Federal sharpshooters killed 238 deer and discovered two new cases of chronic wasting disease (CWD) inside a concentrated area of southeastern Minnesota’s disease management zone before ending their campaign Sunday.
Lou Cornicelli, the leading big game researcher for the Department of Natural Resources (DNR), said the agency is finished with a three-pronged effort that removed and tested 1,133 adult whitetails from Fillmore County since Dec. 31.
Including all test results dating to November, the DNR confirmed CWD in 10 deer clustered between Preston and Lanesboro. An 11th case was documented five miles north of the cluster.
Thinning the herd in Fillmore County became a DNR priority in November when the outbreak was detected in two whitetails shot by hunters one mile apart.
The fatal neurological disease is contagious among deer, making it important for wildlife managers to narrow the chances of deer-to-deer contact during an outbreak.
The same strategy appeared to stop Minnesota’s first outbreak of CWD in wild deer when it was discovered six years ago in a single whitetail near Pine Island.
After nearly 3,000 deer were harvested inside the disease zone and tested for CWD during the regular hunting season, the DNR authorized a special two-week hunt that began Dec. 31. The landowners in the area received special shooting permits to add to the removal effort.

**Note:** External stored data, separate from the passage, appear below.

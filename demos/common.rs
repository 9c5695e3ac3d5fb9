//! Shared utilities for demos.
//!
//! Provides common functionality used across all demos:
//! - Command-line argument parsing
//! - Logging initialization
//! - Configuration from the environment

#![allow(dead_code)]

// ============================================================================
// Imports
// ============================================================================

use tracing_subscriber::EnvFilter;
use xapi_link::{AccountType, ClientConfig, Result};

// ============================================================================
// Constants
// ============================================================================

/// Environment variable holding the account id.
pub const USER_ENV: &str = "XAPI_USER";

/// Environment variable holding the account password.
pub const PASSWORD_ENV: &str = "XAPI_PASSWORD";

// ============================================================================
// Types
// ============================================================================

/// Command-line arguments for demos.
#[derive(Debug, Clone)]
pub struct Args {
    pub debug: bool,
    pub real: bool,
    pub plain: bool,
}

impl Args {
    /// Parse command-line arguments.
    pub fn parse() -> Self {
        let args: Vec<String> = std::env::args().collect();
        Self {
            debug: args.iter().any(|a| a == "--debug"),
            real: args.iter().any(|a| a == "--real"),
            plain: args.iter().any(|a| a == "--plain"),
        }
    }
}

// ============================================================================
// Functions
// ============================================================================

/// Initialize tracing/logging.
pub fn init_logging(debug: bool) {
    let filter = if debug {
        "xapi_link=debug"
    } else {
        "xapi_link=info"
    };

    tracing_subscriber::fmt()
        .with_env_filter(EnvFilter::new(filter))
        .with_target(false)
        .init();
}

/// Builds a configuration from `args` and the credential variables.
pub fn config(args: &Args) -> Result<ClientConfig> {
    let user = std::env::var(USER_ENV).unwrap_or_default();
    let password = std::env::var(PASSWORD_ENV).unwrap_or_default();

    let account = if args.real {
        AccountType::Real
    } else {
        AccountType::Demo
    };

    ClientConfig::builder()
        .account(account)
        .tls(!args.plain)
        .credentials(user, password)
        .build()
}
//! Session login and data requests.
//!
//! Demonstrates:
//! - Building a configuration from the environment
//! - Providing a session from the pool
//! - Issuing `get<Command>` requests
//! - Handling server rejections
//!
//! Usage:
//!   XAPI_USER=1000 XAPI_PASSWORD=secret cargo run --example 001_fetch_data
//!   XAPI_USER=1000 XAPI_PASSWORD=secret cargo run --example 001_fetch_data -- --debug

mod common;

// ============================================================================
// Imports
// ============================================================================

use common::Args;
use serde_json::json;
use xapi_link::{Error, HandlerPool, Result};

// ============================================================================
// Main
// ============================================================================

#[tokio::main]
async fn main() {
    let args = Args::parse();
    common::init_logging(args.debug);

    if let Err(e) = run(args).await {
        eprintln!("\n[ERROR] {e}");
        std::process::exit(1);
    }
}

async fn run(args: Args) -> Result<()> {
    println!("=== 001: Fetch Data ===\n");

    // ========================================================================
    // Create Pool
    // ========================================================================

    println!("[1] Creating pool...");
    let config = common::config(&args)?;
    println!("    Host:    {}", config.host);
    println!("    Account: {:?}", config.account);

    let pool = HandlerPool::new(config)?;
    println!("    ✓ Pool ready\n");

    // ========================================================================
    // Login
    // ========================================================================

    println!("[2] Logging in...");
    let session = pool.provide_session().await?;
    println!("    ✓ Session {} active\n", session.name());

    // ========================================================================
    // Requests
    // ========================================================================

    println!("[3] Fetching data...");
    let version = session.fetch_data("Version", None).await?;
    println!("    Version:    {version}");

    let server_time = session.fetch_data("ServerTime", None).await?;
    println!("    ServerTime: {server_time}");

    let arguments = json!({"symbol": "EURUSD"});
    let symbol = session
        .fetch_data("Symbol", arguments.as_object().cloned())
        .await?;
    println!("    EURUSD ask: {}\n", symbol["ask"]);

    // ========================================================================
    // Rejection
    // ========================================================================

    println!("[4] Requesting an unknown symbol...");
    let arguments = json!({"symbol": "NOT-A-SYMBOL"});
    match session
        .fetch_data("Symbol", arguments.as_object().cloned())
        .await
    {
        Err(Error::Server { code, description }) => {
            println!("    ✓ Rejected: {code} {description}");
        }
        Err(e) => return Err(e),
        Ok(data) => println!("    ✗ Unexpected data: {data}"),
    }
    println!("    Session still {:?}\n", session.status());

    // ========================================================================
    // Cleanup
    // ========================================================================

    println!("[Cleanup] Deleting pool...");
    pool.delete().await;
    println!("          ✓ Done");

    Ok(())
}
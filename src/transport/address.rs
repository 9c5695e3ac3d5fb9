//! Address candidates and fallback order.
//!
//! A host resolves to several socket addresses. The transport walks them in
//! an order that prefers addresses it has never used successfully, so a route
//! that went bad is not retried ahead of fresh ones. Only when every
//! candidate has been tried does the used history get cleared.

// ============================================================================
// Imports
// ============================================================================

use std::fmt;
use std::net::SocketAddr;

use tokio::net::{TcpSocket, lookup_host};

use crate::error::{Error, Result};

// ============================================================================
// AddressFamily
// ============================================================================

/// IP family of a candidate.
#[derive(Debug, Clone, Copy, PartialEq, Eq, Hash)]
pub enum AddressFamily {
    /// IPv4.
    Ipv4,
    /// IPv6.
    Ipv6,
}

impl fmt::Display for AddressFamily {
    fn fmt(&self, f: &mut fmt::Formatter<'_>) -> fmt::Result {
        match self {
            Self::Ipv4 => f.write_str("ipv4"),
            Self::Ipv6 => f.write_str("ipv6"),
        }
    }
}

// ============================================================================
// AddressCandidate
// ============================================================================

/// One resolved stream/TCP address for `(host, port)`.
#[derive(Debug, Clone, PartialEq, Eq)]
pub struct AddressCandidate {
    /// IP family.
    pub family: AddressFamily,
    /// Name the candidate was resolved from.
    pub canonical_name: String,
    /// Resolved socket address.
    pub address: SocketAddr,
}

impl AddressCandidate {
    /// Creates a candidate for an address resolved from `name`.
    #[must_use]
    pub fn new(canonical_name: impl Into<String>, address: SocketAddr) -> Self {
        let family = if address.is_ipv4() {
            AddressFamily::Ipv4
        } else {
            AddressFamily::Ipv6
        };

        Self {
            family,
            canonical_name: canonical_name.into(),
            address,
        }
    }

    /// Opens an unconnected socket of the candidate's family.
    pub(crate) fn socket(&self) -> Result<TcpSocket> {
        let socket = match self.family {
            AddressFamily::Ipv4 => TcpSocket::new_v4()?,
            AddressFamily::Ipv6 => TcpSocket::new_v6()?,
        };
        Ok(socket)
    }
}

// ============================================================================
// Resolution
// ============================================================================

/// Resolves every stream address of `(host, port)` across families.
///
/// Duplicates are dropped, resolver order is kept.
///
/// # Errors
///
/// Returns [`Error::AddressResolution`] if the lookup fails or is empty.
pub async fn resolve(host: &str, port: u16) -> Result<Vec<AddressCandidate>> {
    let resolved = lookup_host((host, port))
        .await
        .map_err(|e| Error::address_resolution(host, port, e.to_string()))?;

    let mut candidates: Vec<AddressCandidate> = Vec::new();
    for address in resolved {
        if !candidates.iter().any(|c| c.address == address) {
            candidates.push(AddressCandidate::new(host, address));
        }
    }

    if candidates.is_empty() {
        return Err(Error::address_resolution(host, port, "no addresses found"));
    }

    Ok(candidates)
}

// ============================================================================
// Selection
// ============================================================================

/// Picks the next candidate to try.
///
/// Candidates neither tried in this round nor previously used come first.
/// Once those run out, any untried candidate is returned. `None` means
/// every candidate was tried.
#[must_use]
pub fn next_candidate(
    candidates: &[AddressCandidate],
    used: &[SocketAddr],
    tried: &[SocketAddr],
) -> Option<usize> {
    let untried = |c: &&AddressCandidate| !tried.contains(&c.address);

    candidates
        .iter()
        .position(|c| untried(&c) && !used.contains(&c.address))
        .or_else(|| candidates.iter().position(|c| untried(&c)))
}

// ============================================================================
// Tests
// ============================================================================
//! Connection and account configuration.
//!
//! [`ClientConfig`] carries every knob the engine needs: where to connect,
//! how to pace traffic, how many sockets may be open and which account to
//! log in with. Loading it from a file is left to the application; the
//! struct deserializes with `serde`, every field defaulted.
//!
//! # Example
//!
//! ```
//! use xapi_link::ClientConfig;
//!
//! let config: ClientConfig = serde_json::from_str(
//!     r#"{ "send_interval_ms": 250, "credentials": { "user_id": "123", "password": "pw" } }"#,
//! ).unwrap();
//!
//! assert_eq!(config.max_streams_per_multiplexer(), 4);
//! ```

// ============================================================================
// Imports
// ============================================================================

use std::fmt;
use std::time::Duration;

use serde::Deserialize;

use crate::error::{Error, Result};

use super::builder::ClientConfigBuilder;

// ============================================================================
// Constants
// ============================================================================

/// Default API host.
pub const DEFAULT_HOST: &str = "xapi.xtb.com";

/// Default pause between paced socket operations.
pub const DEFAULT_SEND_INTERVAL_MS: u64 = 200;

/// Default global connection budget.
pub const DEFAULT_MAX_CONNECTIONS: usize = 50;

/// Default number of connect attempts per open.
pub const DEFAULT_MAX_CONNECTION_FAILS: u32 = 10;

/// Default outgoing chunk size in bytes.
pub const DEFAULT_MAX_SEND_DATA: usize = 1024;

/// Default incoming chunk size in bytes.
pub const DEFAULT_MAX_RECEIVE_DATA: usize = 4096;

/// Default keepalive period, just under the server's ten minute idle cut.
pub const DEFAULT_PING_INTERVAL_MS: u64 = 594_000;

/// Default bound on waiting for the first bytes of a response.
pub const DEFAULT_RESPONSE_TIMEOUT_MS: u64 = 30_000;

// ============================================================================
// AccountType
// ============================================================================

/// Which server family to talk to.
#[derive(Debug, Clone, Copy, Default, PartialEq, Eq, Deserialize)]
#[serde(rename_all = "lowercase")]
pub enum AccountType {
    /// Demo accounts.
    #[default]
    Demo,
    /// Real-money accounts.
    Real,
}

// ============================================================================
// ChannelKind
// ============================================================================

/// Request/response socket or push-stream socket.
#[derive(Debug, Clone, Copy, PartialEq, Eq, Hash)]
pub enum ChannelKind {
    /// Request/response traffic of a session.
    Data,
    /// Pushed rows of a stream multiplexer.
    Stream,
}

// ============================================================================
// PortSet
// ============================================================================

/// The four server ports (demo/real x data/stream).
#[derive(Debug, Clone, Copy, PartialEq, Eq, Deserialize)]
#[serde(default)]
pub struct PortSet {
    /// Demo request/response port.
    pub demo: u16,
    /// Demo streaming port.
    pub demo_stream: u16,
    /// Real request/response port.
    pub real: u16,
    /// Real streaming port.
    pub real_stream: u16,
}

impl Default for PortSet {
    fn default() -> Self {
        Self {
            demo: 5124,
            demo_stream: 5125,
            real: 5112,
            real_stream: 5113,
        }
    }
}

impl PortSet {
    /// Selects the port for an account and channel.
    #[inline]
    #[must_use]
    pub const fn select(&self, account: AccountType, kind: ChannelKind) -> u16 {
        match (account, kind) {
            (AccountType::Demo, ChannelKind::Data) => self.demo,
            (AccountType::Demo, ChannelKind::Stream) => self.demo_stream,
            (AccountType::Real, ChannelKind::Data) => self.real,
            (AccountType::Real, ChannelKind::Stream) => self.real_stream,
        }
    }
}

// ============================================================================
// Credentials
// ============================================================================

/// Login credentials.
#[derive(Clone, Default, PartialEq, Eq, Deserialize)]
pub struct Credentials {
    /// Account number.
    pub user_id: String,
    /// Account password.
    pub password: String,
}

impl Credentials {
    /// Creates credentials.
    #[inline]
    #[must_use]
    pub fn new(user_id: impl Into<String>, password: impl Into<String>) -> Self {
        Self {
            user_id: user_id.into(),
            password: password.into(),
        }
    }
}

impl fmt::Debug for Credentials {
    fn fmt(&self, f: &mut fmt::Formatter<'_>) -> fmt::Result {
        f.debug_struct("Credentials")
            .field("user_id", &self.user_id)
            .field("password", &"<redacted>")
            .finish()
    }
}

// ============================================================================
// ClientConfig
// ============================================================================

/// Complete engine configuration.
///
/// Use [`ClientConfig::builder()`] for validated construction.
#[derive(Debug, Clone, PartialEq, Eq, Deserialize)]
#[serde(default)]
pub struct ClientConfig {
    /// Server host name, also used as TLS server name.
    pub host: String,

    /// Server ports.
    pub ports: PortSet,

    /// Demo or real account.
    pub account: AccountType,

    /// Wrap sockets in TLS.
    pub tls: bool,

    /// Pause between paced socket operations (milliseconds).
    pub send_interval_ms: u64,

    /// Global budget of open sessions plus multiplexers.
    pub max_connections: usize,

    /// Connect attempts per open.
    pub max_connection_fails: u32,

    /// Outgoing chunk size in bytes.
    pub max_send_data: usize,

    /// Incoming chunk size in bytes.
    pub max_receive_data: usize,

    /// Keepalive period (milliseconds).
    pub ping_interval_ms: u64,

    /// Optional socket timeout (milliseconds).
    ///
    /// When set, connects are bounded by it and the socket is considered
    /// non-blocking.
    pub timeout_ms: Option<u64>,

    /// Bound on waiting for the first bytes of a response (milliseconds).
    pub response_timeout_ms: u64,

    /// Login credentials.
    pub credentials: Credentials,
}

impl Default for ClientConfig {
    fn default() -> Self {
        Self {
            host: DEFAULT_HOST.to_string(),
            ports: PortSet::default(),
            account: AccountType::Demo,
            tls: true,
            send_interval_ms: DEFAULT_SEND_INTERVAL_MS,
            max_connections: DEFAULT_MAX_CONNECTIONS,
            max_connection_fails: DEFAULT_MAX_CONNECTION_FAILS,
            max_send_data: DEFAULT_MAX_SEND_DATA,
            max_receive_data: DEFAULT_MAX_RECEIVE_DATA,
            ping_interval_ms: DEFAULT_PING_INTERVAL_MS,
            timeout_ms: None,
            response_timeout_ms: DEFAULT_RESPONSE_TIMEOUT_MS,
            credentials: Credentials::default(),
        }
    }
}

// ============================================================================
// ClientConfig - Public API
// ============================================================================

impl ClientConfig {
    /// Creates a configuration builder.
    #[inline]
    #[must_use]
    pub fn builder() -> ClientConfigBuilder {
        ClientConfigBuilder::new()
    }

    /// Pause between paced socket operations.
    #[inline]
    #[must_use]
    pub fn send_interval(&self) -> Duration {
        Duration::from_millis(self.send_interval_ms)
    }

    /// Keepalive period.
    #[inline]
    #[must_use]
    pub fn ping_interval(&self) -> Duration {
        Duration::from_millis(self.ping_interval_ms)
    }

    /// Socket timeout, if any.
    #[inline]
    #[must_use]
    pub fn timeout(&self) -> Option<Duration> {
        self.timeout_ms.map(Duration::from_millis)
    }

    /// Bound on waiting for the first bytes of a response.
    #[inline]
    #[must_use]
    pub fn response_timeout(&self) -> Duration {
        Duration::from_millis(self.response_timeout_ms)
    }

    /// Port for the configured account and the given channel.
    #[inline]
    #[must_use]
    pub fn port(&self, kind: ChannelKind) -> u16 {
        self.ports.select(self.account, kind)
    }

    /// Subscription budget of one multiplexer: `floor(1000 / send_interval_ms)`.
    ///
    /// The server accepts roughly one streamed command per send interval
    /// and second.
    #[inline]
    #[must_use]
    pub fn max_streams_per_multiplexer(&self) -> usize {
        if self.send_interval_ms == 0 {
            return 0;
        }
        (1000 / self.send_interval_ms) as usize
    }

    /// Checks the configuration for values the engine cannot work with.
    ///
    /// # Errors
    ///
    /// Returns [`Error::Config`] naming the first offending field.
    pub fn validate(&self) -> Result<()> {
        if self.host.trim().is_empty() {
            return Err(Error::config("host must not be empty"));
        }

        if self.send_interval_ms == 0 || self.send_interval_ms > 1000 {
            return Err(Error::config(format!(
                "send_interval_ms must be within 1..=1000, got {}",
                self.send_interval_ms
            )));
        }

        if self.max_connections == 0 {
            return Err(Error::config("max_connections must be at least 1"));
        }

        if self.max_connection_fails == 0 {
            return Err(Error::config("max_connection_fails must be at least 1"));
        }

        if self.max_send_data == 0 || self.max_receive_data == 0 {
            return Err(Error::config("chunk sizes must be positive"));
        }

        if self.credentials.user_id.is_empty() || self.credentials.password.is_empty() {
            return Err(Error::config("credentials are required"));
        }

        Ok(())
    }
}

// ============================================================================
// Tests
// ============================================================================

Cornicelli estimates a 10 to 15 percent reduction in deer density for the disease management zone. In the pocket of land between Preston and Lanesboro targeted exclusively by sharpshooters, the herd purposely was reduced by more than 15 percent because the disease was concentrated there.
The DNR said it responded aggressively to the outbreak because it believes the disease originated from a single source of infection and can be stopped. The source of that infection is still under investigation.
“I don’t think we are dealing with something that has spread across the landscape,” Cornicelli said Tuesday.